A Pragmatic Justification of the Judicial Hunch
36 Pages Posted: 22 Feb 2006
Abstract
A Pragmatic Justification of the Judicial Hunch argues that Judge Joseph Hutcheson's famous hunch theory of judicial decision making provides a compelling solution to the daunting task of judicial decision making in an age noted for an increasing explosion of factual complexity and an increasing awareness of the indeterminacy of law. Hutcheson claims that judging is not a matter of deductive logic as advocated by strong legal formalists or technical reasoning as advocated by law and economics. Rather, the best way of determining the just result is for judges to consider all the relevant facts and legal precedent and to wait for a hunch or a "jump-spark connection between the question and decision." In other words, judges should expose their minds to the full complexity of the case and use their intuition or imagination to determine the just decision. Surprisingly, the hunch theory seems both familiar to how we understand practical decision making in general but foreign to how we usually understand judicial decision making.
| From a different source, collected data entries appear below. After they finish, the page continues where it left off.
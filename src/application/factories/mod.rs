mod formatter_factory;
mod presenter_factory;

pub use formatter_factory::FormatterFactory;
pub use presenter_factory::{PresenterFactory, PresenterType};
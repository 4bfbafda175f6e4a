/// Display policies for rendered nodes
pub mod style;

pub use style::{tier_accent, ColorStyle, FontStyle, NodeStyle, StyleOverlay};
/// Ports module defining interfaces for hexagonal architecture
///
/// The CLI drives the render use case directly, so only outbound ports
/// (infrastructure interfaces) are defined here.
pub mod outbound;
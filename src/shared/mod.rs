/// Shared utilities used across all layers
pub mod error;
pub mod html;
pub mod result;
pub mod security;

pub use result::Result;
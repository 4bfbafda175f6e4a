/// Graph domain layer
///
/// Report records, the pruning fixed point, and the mapping of report
/// records onto vis-network nodes, edges and the summary panel. Nothing in
/// this layer performs I/O.
pub mod domain;
pub mod policies;
pub mod services;
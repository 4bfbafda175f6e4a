use clap::{ArgGroup, Parser};
use std::path::PathBuf;

use crate::application::dto::{GraphRequest, OutputFormat};
use crate::application::services::QueryResolver;
use crate::shared::Result;

/// Render the dependency/vulnerability graph of a repository
#[derive(Parser, Debug)]
#[command(name = "vulngraph")]
#[command(version)]
#[command(
    about = "Render the dependency/vulnerability graph of a repository as a vis-network page",
    long_about = None
)]
#[command(group(ArgGroup::new("target").required(true).args(["query", "url"])))]
pub struct Args {
    /// Repository or package identifier, e.g. github.com/pallets/flask
    #[arg(short, long)]
    pub query: Option<String>,

    /// Graph page URL to take `query` and `skip_prune` from
    #[arg(short, long, value_name = "PAGE_URL")]
    pub url: Option<String>,

    /// Show the full graph instead of pruning packages with no edges
    #[arg(long)]
    pub skip_prune: bool,

    /// Insights server base URL [default: http://localhost:5000]
    #[arg(short, long, value_name = "URL")]
    pub server: Option<String>,

    /// Read the insights response from a file instead of the server
    #[arg(short, long, value_name = "FILE")]
    pub report: Option<PathBuf>,

    /// Output format: html or json [default: html]
    #[arg(short, long)]
    pub format: Option<OutputFormat>,

    /// Output file path (if not specified, outputs to stdout)
    #[arg(short, long, value_name = "FILE")]
    pub output: Option<PathBuf>,

    /// Path to a config file (defaults to ./vulngraph.config.yml when present)
    #[arg(short, long, value_name = "FILE")]
    pub config: Option<PathBuf>,

    /// Enable debug logging on stderr
    #[arg(short, long)]
    pub verbose: bool,
}

impl Args {
    pub fn parse_args() -> Self {
        Self::parse()
    }

    /// Builds the render request from `--query`/`--url` and `--skip-prune`
    ///
    /// A page URL brings its own `skip_prune` state; `default_skip_prune`
    /// (from the config file) only applies to `--query`. `--skip-prune`
    /// always wins.
    pub fn graph_request(&self, default_skip_prune: bool) -> Result<GraphRequest> {
        let mut request = match (&self.url, &self.query) {
            (Some(page_url), _) => QueryResolver::from_page_url(page_url)?,
            (None, Some(query)) => GraphRequest::new(query.clone(), !default_skip_prune),
            (None, None) => GraphRequest::new("", !default_skip_prune),
        };
        if self.skip_prune {
            request.prune = false;
        }
        Ok(request)
    }
}
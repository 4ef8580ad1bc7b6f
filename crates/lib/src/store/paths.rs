use std::path::{Path, PathBuf};

use crate::util::path::{forward_slashes, normalize_path};

/// The store slot for one module, keyed by its debug file and GUID.
///
/// Every path derived from an entry is a pure function of `(debug_file, guid)`,
/// so two builds reporting the same GUID land in the same slot.
#[derive(Debug, Clone, PartialEq, Eq)]
pub struct SymbolStoreEntry {
  pub debug_file: String,
  pub guid: String,
}

impl SymbolStoreEntry {
  pub fn new(debug_file: impl Into<String>, guid: impl Into<String>) -> Self {
    Self {
      debug_file: debug_file.into(),
      guid: guid.into(),
    }
  }

  /// `foo.pdb` becomes `foo.sym`; anything else just gains `.sym`.
  pub fn sym_file_name(&self) -> String {
    let stem = self.debug_file.strip_suffix(".pdb").unwrap_or(&self.debug_file);
    format!("{}.sym", stem)
  }

  pub fn sym_rel_path(&self) -> String {
    self.rel_path(&self.sym_file_name())
  }

  /// Location of a verbatim copy of the debug file.
  pub fn debug_copy_rel_path(&self) -> String {
    self.rel_path(&self.debug_file)
  }

  /// Location of gzipped split debug info.
  pub fn compressed_debug_rel_path(&self) -> String {
    self.rel_path(&format!("{}.dbg.gz", self.debug_file))
  }

  fn rel_path(&self, file_name: &str) -> String {
    forward_slashes(&format!("{}/{}/{}", self.debug_file, self.guid, file_name))
  }
}

/// Resolve a store-relative path against the store root.
pub fn full_path(store_root: &Path, rel_path: &str) -> PathBuf {
  normalize_path(&store_root.join(rel_path))
}
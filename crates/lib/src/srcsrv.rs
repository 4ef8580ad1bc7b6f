//! Source-server indexing for PDB files.
//!
//! Each dumper invocation collects one [`SourceIndexRecord`] per CVS-annotated
//! `FILE` line. The records are rendered into a `srcsrv` data block, written
//! to `<debug_file>.stream` and, when the PDB itself was copied into the
//! store, spliced into that copy with `pdbstr`:
//!
//! ```text
//! pdbstr -w -p:<store>/<pdb>/<guid>/<pdb> -i:<pdb>.stream -s:srcsrv
//! ```

use std::io;
use std::path::{Path, PathBuf};

use thiserror::Error;
use tracing::debug;

use crate::process::{self, ToolError};

// The block is read by the debugger's source server, which expands the
// %...% variables itself, so it is emitted as-is.
const HEADER: &str = concat!(
  "SRCSRV: ini ------------------------------------------------\r\n",
  "VERSION=1\r\n",
  "SRCSRV: variables ------------------------------------------\r\n",
  "CVS_EXTRACT_CMD=%fnchdir%(%CVS_WORKINGDIR%)cvs.exe -d %fnvar%(%var2%) checkout -r %var4% %var3%\r\n",
  "CVS_EXTRACT_TARGET=%targ%\\%var2%\\%fnbksl%(%var3%)\\%fnfile%(%var1%)\r\n",
  "CVS_WORKING_DIR=%targ%\\%var2%\\%fnbksl%(%var3%)\r\n",
  "MYSERVER=%CVSROOT%\r\n",
  "SRCSRVTRG=%CVS_WORKING_DIR%\r\n",
  "SRCSRVCMD=%CVS_EXTRACT_CMD%\r\n",
  "SRCSRV: source files ---------------------------------------\r\n",
);

const FOOTER: &str = "SRCSRV: end ------------------------------------------------\r\n\n";

#[derive(Debug, Error)]
pub enum SourceIndexError {
  #[error("failed to write source index stream {path}: {source}")]
  Write {
    path: PathBuf,
    #[source]
    source: io::Error,
  },

  #[error("failed to remove source index stream {path}: {source}")]
  Remove {
    path: PathBuf,
    #[source]
    source: io::Error,
  },

  #[error("failed to add source index to {pdb}: {source}")]
  Inject {
    pdb: PathBuf,
    #[source]
    source: ToolError,
  },
}

/// One indexed source file: where it was built from and how to fetch it.
#[derive(Debug, Clone, PartialEq, Eq)]
pub struct SourceIndexRecord {
  pub source_path: String,
  pub repo_file: String,
  pub revision: String,
}

impl SourceIndexRecord {
  fn line(&self) -> String {
    format!("{}*MYSERVER*{}*{}\r\n", self.source_path, self.repo_file, self.revision)
  }
}

/// Records gathered during a single dumper invocation, in encounter order.
#[derive(Debug, Default)]
pub struct SourceIndex {
  records: Vec<SourceIndexRecord>,
}

impl SourceIndex {
  pub fn push(&mut self, record: SourceIndexRecord) {
    self.records.push(record);
  }

  pub fn records(&self) -> &[SourceIndexRecord] {
    &self.records
  }

  pub fn is_empty(&self) -> bool {
    self.records.is_empty()
  }

  pub fn render(&self) -> String {
    let mut block = String::from(HEADER);
    for record in &self.records {
      block.push_str(&record.line());
    }
    block.push_str(FOOTER);
    block
  }

  /// Write the rendered block to `<dir>/<debug_file>.stream`.
  pub async fn write_stream(&self, dir: &Path, debug_file: &str) -> Result<PathBuf, SourceIndexError> {
    let path = dir.join(format!("{}.stream", debug_file));
    tokio::fs::write(&path, self.render())
      .await
      .map_err(|source| SourceIndexError::Write {
        path: path.clone(),
        source,
      })?;
    debug!(path = %path.display(), records = self.records.len(), "wrote source index stream");
    Ok(path)
  }
}

/// Splice `stream` into `pdb` as its `srcsrv` stream, then delete `stream`.
///
/// `pdbstr` runs from the stream's directory and is handed the bare stream name.
pub async fn inject(pdbstr: &Path, pdb: &Path, stream: &Path) -> Result<(), SourceIndexError> {
  let dir = stream.parent().filter(|d| !d.as_os_str().is_empty());
  let name = stream.file_name().unwrap_or(stream.as_os_str());

  let mut pdb_arg = std::ffi::OsString::from("-p:");
  pdb_arg.push(pdb);
  let mut stream_arg = std::ffi::OsString::from("-i:");
  stream_arg.push(name);

  process::run(pdbstr, ["-w".into(), pdb_arg, stream_arg, "-s:srcsrv".into()], dir)
    .await
    .map_err(|source| SourceIndexError::Inject {
      pdb: pdb.to_path_buf(),
      source,
    })?;

  tokio::fs::remove_file(stream)
    .await
    .map_err(|source| SourceIndexError::Remove {
      path: stream.to_path_buf(),
      source,
    })
}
It seems to suggest that judges arbitrarily decide cases based on a subjective feeling that cannot be verified. This article, however, claims that William James's pragmatism provides an epistemological justification of the hunch theory that saves it from arbitrariness. James's pragmatism not only justifies judges relying on hunches but also provides pragmatic conditions that discipline judges against relying on idiosyncratic hunches. Finally, given this epistemological justification, this article argues that Hutcheson should no longer be understood as a legal realist.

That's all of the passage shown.